**Work to be completed:**
The records sit below this line. Repeat all of them exactly.

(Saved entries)
☆ ☆ ☆ ☆
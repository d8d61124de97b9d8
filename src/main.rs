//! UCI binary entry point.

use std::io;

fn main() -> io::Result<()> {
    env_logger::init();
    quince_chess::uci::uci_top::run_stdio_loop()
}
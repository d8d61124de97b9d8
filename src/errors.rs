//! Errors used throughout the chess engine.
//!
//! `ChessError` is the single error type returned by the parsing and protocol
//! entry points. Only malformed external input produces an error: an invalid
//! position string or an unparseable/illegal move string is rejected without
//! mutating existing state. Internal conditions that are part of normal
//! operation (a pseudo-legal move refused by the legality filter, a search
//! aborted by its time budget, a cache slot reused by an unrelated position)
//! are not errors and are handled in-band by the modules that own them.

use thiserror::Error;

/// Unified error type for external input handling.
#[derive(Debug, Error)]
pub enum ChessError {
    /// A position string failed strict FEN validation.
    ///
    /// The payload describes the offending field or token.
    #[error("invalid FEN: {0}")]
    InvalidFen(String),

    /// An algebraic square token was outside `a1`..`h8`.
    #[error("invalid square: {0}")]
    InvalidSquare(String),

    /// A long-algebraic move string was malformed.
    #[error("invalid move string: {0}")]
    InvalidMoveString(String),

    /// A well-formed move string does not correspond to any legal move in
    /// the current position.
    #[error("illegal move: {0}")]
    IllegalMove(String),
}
☆ ☆ ☆ ☆
**Answer space:**
repository d8d61124de97b9d8
filename src/main.rs
//! UCI binary entry point.

use std::io;

fn main() -> io::Result<()> {
    env_logger::init();
    quince_chess::uci::uci_top::run_stdio_loop()
}
repository d8d61124de97b9d8
filename src/errors.rs
//! Errors used throughout the chess engine.
//!
//! `ChessError` is the single error type returned by the parsing and protocol
//! entry points. Only malformed external input produces an error: an invalid
//! position string or an unparseable/illegal move string is rejected without
//! mutating existing state. Internal conditions that are part of normal
//! operation (a pseudo-legal move refused by the legality filter, a search
//! aborted by its time budget, a cache slot reused by an unrelated position)
//! are not errors and are handled in-band by the modules that own them.

use thiserror::Error;

/// Unified error type for external input handling.
#[derive(Debug, Error)]
pub enum ChessError {
    /// A position string failed strict FEN validation.
    ///
    /// The payload describes the offending field or token.
    #[error("invalid FEN: {0}")]
    InvalidFen(String),

    /// An algebraic square token was outside `a1`..`h8`.
    #[error("invalid square: {0}")]
    InvalidSquare(String),

    /// A long-algebraic move string was malformed.
    #[error("invalid move string: {0}")]
    InvalidMoveString(String),

    /// A well-formed move string does not correspond to any legal move in
    /// the current position.
    #[error("illegal move: {0}")]
    IllegalMove(String),
}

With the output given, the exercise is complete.